Of Maine’s 15 unbridged island communities, Grindle said at least six have either already established a broadband infrastructure or have projects in the works.

“For some of [the islands] it was a necessity. For others it was just really understanding that internet access in today’s world is critical for the sustainability of a community, economy, education system and healthcare system,” Grindle said. “Just because you choose to live somewhere, doesn’t mean you should have to go without something that is no longer just a pleasurable thing to have. [Internet] really is a lifeline.”

Monhegan began exploring the possibility of broadband internet two years ago when a committee was formed to conduct an assessment of community needs in conjunction with the Maine Aqua Ventus project.

After conducting a survey, reliable internet was one of the chief concerns residents had when it came to how quality of life could be improved on the island.

“I think it was kind of a surprise how frustrated everyone was with their internet,” Morency said.

While DSL has been available on the island since about 2004, in recent years the service has slowed down substantially, according to island resident Tara Hire, who co-chairs the broadband committee with Morency.

Redzone Wireless offers a wireless internet service on the island, but it often goes down, Hire said.

Without reliable internet, computer tasks that might take seconds or minutes on the mainland instead can take hours. Hire, who is currently enrolled in an online computer systems course, said getting her schoolwork done often takes far longer than it should do to frequent buffering.

The unreliable internet isn’t just a pain for residents, but for summer visitors as well who want to stay in touch with their life on the mainland while vacationing.

“Things like that are just so irritating,” Hire said. “I think all of us have just gotten used to pausing and waiting.”

The committee first reached out to the island’s existing internet providers to see if the services could be brought to higher speeds. However, neither company said that was a possibility. With the help of the Island Institute, the committee then began exploring the possibility of establishing broadband on the island.

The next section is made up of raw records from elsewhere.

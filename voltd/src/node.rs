//! The node supervisor.
//!
//! One worker owns the chain engine, the transaction pool, and (through the
//! engine) the persistence façade. Every mutation in the process — blocks
//! from peers, blocks from miners, transaction admissions, pool reactions to
//! UTXO deltas — is a message consumed by this worker, so all of them are
//! serialized into a single total order. Reads answered by the worker see
//! the state as of the last committed mutation.

use std::sync::Arc;
use std::time::Duration;

use chrono::Utc;
use thiserror::Error;
use tokio::sync::{mpsc, oneshot};
use tracing::{debug, error, info};

use volt_chain::block::{self, Block, CountedHeader, Height};
use volt_chain::transaction::Transaction;
use volt_consensus::{
    Admission, AddBlockOutcome, ChainDelta, ChainEngine, ChainError, Mempool, TransactionError,
};
use volt_network::{BlockVerdict, ChainInfo, DispatchError, NodeClient, NodeRequest, TxVerdict};
use volt_state::PersistenceService;

use crate::config::VoltdConfig;

/// Depth of the dispatch queue feeding the worker. Peers that fill it are
/// slowed by back-pressure on their sockets.
const DISPATCH_QUEUE_DEPTH: usize = 256;

/// Errors from the daemon layer.
#[derive(Error, Debug)]
pub enum NodeError {
    /// Reading a config or data file failed.
    #[error("io error: {0}")]
    Io(#[from] std::io::Error),

    /// The config file did not parse.
    #[error("config parse error: {0}")]
    Config(#[from] toml::de::Error),

    /// The persistence layer failed to open.
    #[error("storage error: {0}")]
    State(#[from] volt_state::StateError),

    /// The chain engine failed.
    #[error("chain error: {0}")]
    Chain(#[from] ChainError),

    /// The serializing worker is gone; the node is shutting down.
    #[error("node worker is gone")]
    WorkerGone,
}

impl From<DispatchError> for NodeError {
    fn from(_: DispatchError) -> NodeError {
        NodeError::WorkerGone
    }
}

/// Requests from the control interface (RPC, miner, wallet layers), served
/// by the same worker as network requests.
enum ControlRequest {
    /// Assemble a mining candidate on the current head.
    BlockTemplate {
        pay_to: [u8; 20],
        coinbase_data: Vec<u8>,
        reply: oneshot::Sender<Result<Block, ChainError>>,
    },
    /// A stored block by hash.
    GetBlock(block::Hash, oneshot::Sender<Option<Arc<Block>>>),
    /// The number of pool entries.
    PoolCount(oneshot::Sender<usize>),
    /// Every pool transaction.
    PendingTransactions(oneshot::Sender<Vec<Arc<Transaction>>>),
    /// Flush state and stop the worker.
    Shutdown(oneshot::Sender<()>),
}

/// The serializing worker that owns all mutable node state.
pub struct Node {
    engine: ChainEngine,
    mempool: Mempool,
    requests: mpsc::Receiver<NodeRequest>,
    control: mpsc::Receiver<ControlRequest>,
}

/// The clonable handle every other component talks to the node through.
#[derive(Clone)]
pub struct NodeHandle {
    client: NodeClient,
    control: mpsc::Sender<ControlRequest>,
}

impl Node {
    /// Open the chain state and build the supervisor and its handle.
    pub fn new(config: &VoltdConfig) -> Result<(Node, NodeHandle), NodeError> {
        let store = PersistenceService::open(&config.state_config(), config.network)?;
        let engine = ChainEngine::new(config.network, store)?;
        let mempool = Mempool::new();

        let (client, requests) = NodeClient::new(DISPATCH_QUEUE_DEPTH);
        let (control_sender, control) = mpsc::channel(64);

        Ok((
            Node {
                engine,
                mempool,
                requests,
                control,
            },
            NodeHandle {
                client,
                control: control_sender,
            },
        ))
    }

    /// Direct access to the chain engine, for wiring listeners before the
    /// worker starts.
    pub fn engine_mut(&mut self) -> &mut ChainEngine {
        &mut self.engine
    }

    /// Run the worker until shutdown. A storage failure stops the loop: the
    /// node refuses further writes rather than risk silent divergence.
    pub async fn run(mut self) {
        let mut housekeeping = tokio::time::interval(Duration::from_secs(600));
        loop {
            tokio::select! {
                request = self.requests.recv() => match request {
                    Some(request) => {
                        if let Err(fatal) = self.handle_request(request) {
                            error!(%fatal, "storage failure, stopping the node worker");
                            break;
                        }
                    }
                    None => break,
                },
                request = self.control.recv() => match request {
                    Some(ControlRequest::Shutdown(reply)) => {
                        let _ = self.engine.store().flush();
                        let _ = reply.send(());
                        break;
                    }
                    Some(request) => {
                        if let Err(fatal) = self.handle_control(request) {
                            error!(%fatal, "storage failure, stopping the node worker");
                            break;
                        }
                    }
                    None => break,
                },
                _ = housekeeping.tick() => {
                    self.mempool.evict_expired(Utc::now());
                    if let Err(error) = self.engine.store().flush() {
                        error!(%error, "state flush failed, stopping the node worker");
                        break;
                    }
                }
            }
        }
        info!("node worker stopped");
    }

    fn handle_request(&mut self, request: NodeRequest) -> Result<(), ChainError> {
        match request {
            NodeRequest::SubmitBlock(block, reply) => {
                let verdict = match self.engine.add_block(block) {
                    Ok(outcome) => {
                        let verdict = match &outcome {
                            AddBlockOutcome::Applied(_) | AddBlockOutcome::Reorganized(_) => {
                                BlockVerdict::Connected
                            }
                            AddBlockOutcome::SideChained => BlockVerdict::SideChained,
                            AddBlockOutcome::Orphaned => BlockVerdict::Orphaned,
                            AddBlockOutcome::Duplicate => BlockVerdict::Duplicate,
                        };
                        match outcome {
                            AddBlockOutcome::Applied(delta)
                            | AddBlockOutcome::Reorganized(delta) => {
                                self.apply_chain_delta(&delta)
                            }
                            _ => {}
                        }
                        verdict
                    }
                    Err(ChainError::InvalidBlock(invalid)) => {
                        debug!(%invalid, "rejected invalid block");
                        BlockVerdict::Invalid
                    }
                    Err(ChainError::CannotRevertGenesis) => BlockVerdict::Invalid,
                    Err(fatal) => return Err(fatal),
                };
                let _ = reply.send(verdict);
            }

            NodeRequest::SubmitTransaction(transaction, reply) => {
                let verdict = match self.mempool.add_transaction(transaction, self.engine.store())
                {
                    Ok(Admission::Added) => TxVerdict::Added,
                    Ok(Admission::Orphaned) => TxVerdict::Orphaned,
                    Err(TransactionError::Duplicate) => TxVerdict::Duplicate,
                    Err(invalid) => {
                        debug!(%invalid, "rejected transaction");
                        TxVerdict::Invalid
                    }
                };
                let _ = reply.send(verdict);
            }

            NodeRequest::ChainInfo(reply) => {
                let head = self.engine.chain_head();
                let _ = reply.send(ChainInfo {
                    height: head.height,
                    hash: head.hash(),
                });
            }

            NodeRequest::BlockLocator(reply) => {
                let _ = reply.send(self.engine.store().block_locator());
            }

            NodeRequest::BlocksAfterLocator {
                locator,
                stop,
                max,
                reply,
            } => match self.engine.blocks_after_locator(&locator, stop, max) {
                Ok(blocks) => {
                    let _ = reply.send(blocks);
                }
                Err(fatal @ ChainError::Storage(_)) => return Err(fatal),
                Err(_) => {
                    let _ = reply.send(Vec::new());
                }
            },

            NodeRequest::Header(hash, reply) => {
                let counted = self.engine.store().get_block_metadata(&hash).map(|meta| {
                    CountedHeader {
                        header: meta.header,
                        transaction_count: meta.transaction_count,
                    }
                });
                let _ = reply.send(counted);
            }

            NodeRequest::MempoolHashes(reply) => {
                let _ = reply.send(self.mempool.known_hashes());
            }

            NodeRequest::FilterUnknownTransactions(hashes, reply) => {
                let unknown = hashes
                    .into_iter()
                    .filter(|hash| {
                        !self.mempool.contains(hash)
                            && !self.engine.store().contains_transaction(hash)
                    })
                    .collect();
                let _ = reply.send(unknown);
            }

            NodeRequest::FetchTransactions(hashes, reply) => {
                let mut found = Vec::new();
                for hash in hashes {
                    if let Some(transaction) = self.mempool.get(&hash) {
                        found.push(transaction);
                        continue;
                    }
                    if let Ok(Some(transaction)) = self.engine.store().get_transaction(&hash) {
                        found.push(transaction);
                    }
                }
                let _ = reply.send(found);
            }
        }
        Ok(())
    }

    fn handle_control(&mut self, request: ControlRequest) -> Result<(), ChainError> {
        match request {
            ControlRequest::BlockTemplate {
                pay_to,
                coinbase_data,
                reply,
            } => {
                let _ = reply.send(self.engine.block_template(
                    &self.mempool,
                    pay_to,
                    coinbase_data,
                ));
            }
            ControlRequest::GetBlock(hash, reply) => match self.engine.store().get_block(&hash) {
                Ok(block) => {
                    let _ = reply.send(block);
                }
                Err(fatal) => return Err(fatal.into()),
            },
            ControlRequest::PoolCount(reply) => {
                let _ = reply.send(self.mempool.len());
            }
            ControlRequest::PendingTransactions(reply) => {
                let _ = reply.send(self.mempool.pending_transactions());
            }
            ControlRequest::Shutdown(_) => unreachable!("handled by the run loop"),
        }
        Ok(())
    }

    /// Settle the transaction pool after a committed chain mutation:
    /// re-admit what reverted blocks released, drop what connected blocks
    /// confirmed, then let the pool react to the UTXO delta.
    fn apply_chain_delta(&mut self, delta: &ChainDelta) {
        for block in &delta.disconnected {
            for transaction in block.transactions.iter().skip(1) {
                if let Err(error) = self
                    .mempool
                    .add_transaction(transaction.clone(), self.engine.store())
                {
                    debug!(%error, "reverted transaction not re-admitted");
                }
            }
        }
        for (block, _) in &delta.connected {
            for transaction in block.transactions.iter() {
                self.mempool.remove_transaction(&transaction.hash());
            }
        }
        self.mempool.outputs_updated(self.engine.store());
    }
}

impl NodeHandle {
    /// The dispatch-queue client, for wiring the networking stack.
    pub fn client(&self) -> NodeClient {
        self.client.clone()
    }

    /// Validate and store a block (the `submitBlock` contract). Locally
    /// mined and network blocks take exactly this path.
    pub async fn submit_block(&self, block: Arc<Block>) -> Result<BlockVerdict, NodeError> {
        Ok(self.client.submit_block(block).await?)
    }

    /// Admit a transaction to the pool.
    pub async fn submit_transaction(
        &self,
        transaction: Arc<Transaction>,
    ) -> Result<TxVerdict, NodeError> {
        Ok(self.client.submit_transaction(transaction).await?)
    }

    /// The chain head height (the `getBlockchainHeight` contract).
    pub async fn chain_height(&self) -> Result<Height, NodeError> {
        Ok(self.client.chain_info().await?.height)
    }

    /// The chain head hash (the `getChainHeadHash` contract).
    pub async fn chain_head_hash(&self) -> Result<block::Hash, NodeError> {
        Ok(self.client.chain_info().await?.hash)
    }

    /// A mining candidate (the `getWork` contract).
    pub async fn block_template(
        &self,
        pay_to: [u8; 20],
        coinbase_data: Vec<u8>,
    ) -> Result<Block, NodeError> {
        self.control_call(|reply| ControlRequest::BlockTemplate {
            pay_to,
            coinbase_data,
            reply,
        })
        .await?
        .map_err(NodeError::Chain)
    }

    /// A stored block by hash.
    pub async fn get_block(&self, hash: block::Hash) -> Result<Option<Arc<Block>>, NodeError> {
        self.control_call(|reply| ControlRequest::GetBlock(hash, reply))
            .await
    }

    /// The number of pool entries (the `getTransactionPoolCount` contract).
    pub async fn transaction_pool_count(&self) -> Result<usize, NodeError> {
        self.control_call(ControlRequest::PoolCount).await
    }

    /// Every pool transaction (the `getPendingTransactions` contract).
    pub async fn pending_transactions(&self) -> Result<Vec<Arc<Transaction>>, NodeError> {
        self.control_call(ControlRequest::PendingTransactions).await
    }

    /// Flush state and stop the worker.
    pub async fn shutdown(&self) -> Result<(), NodeError> {
        self.control_call(ControlRequest::Shutdown).await
    }

    async fn control_call<T>(
        &self,
        build: impl FnOnce(oneshot::Sender<T>) -> ControlRequest,
    ) -> Result<T, NodeError> {
        let (reply, response) = oneshot::channel();
        self.control
            .send(build(reply))
            .await
            .map_err(|_| NodeError::WorkerGone)?;
        response.await.map_err(|_| NodeError::WorkerGone)
    }
}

After sending out requests for proposals, the committee accepted a proposal from the company Axiom, which proposed microwaving broadband from a tower in Rockland to a tower on the island. From that island-based tower, fiber-optic cables will then be laid on the ground, individually connecting residences and businesses to the broadband network.

In 2019, the island applied for and received a grant from the United States Department of Agriculture for the $800,000 project. Monhegan will be responsible for matching 25 percent of the total cost, which they are hoping to cover through state grants and potentially a loan.

Currently, the island is waiting on the USDA to release the funding so an engineer can be hired to start planning the rollout, which will likely take place in the spring. The hope is that the work could be completed as early as summer 2021, according to Morency.

With broadband internet now within sight, Morency and Hire said the island will benefit in a multitude of ways, from potentially increasing population to new opportunities for telehealth and education.

“This will be a real game changer,” Hire said.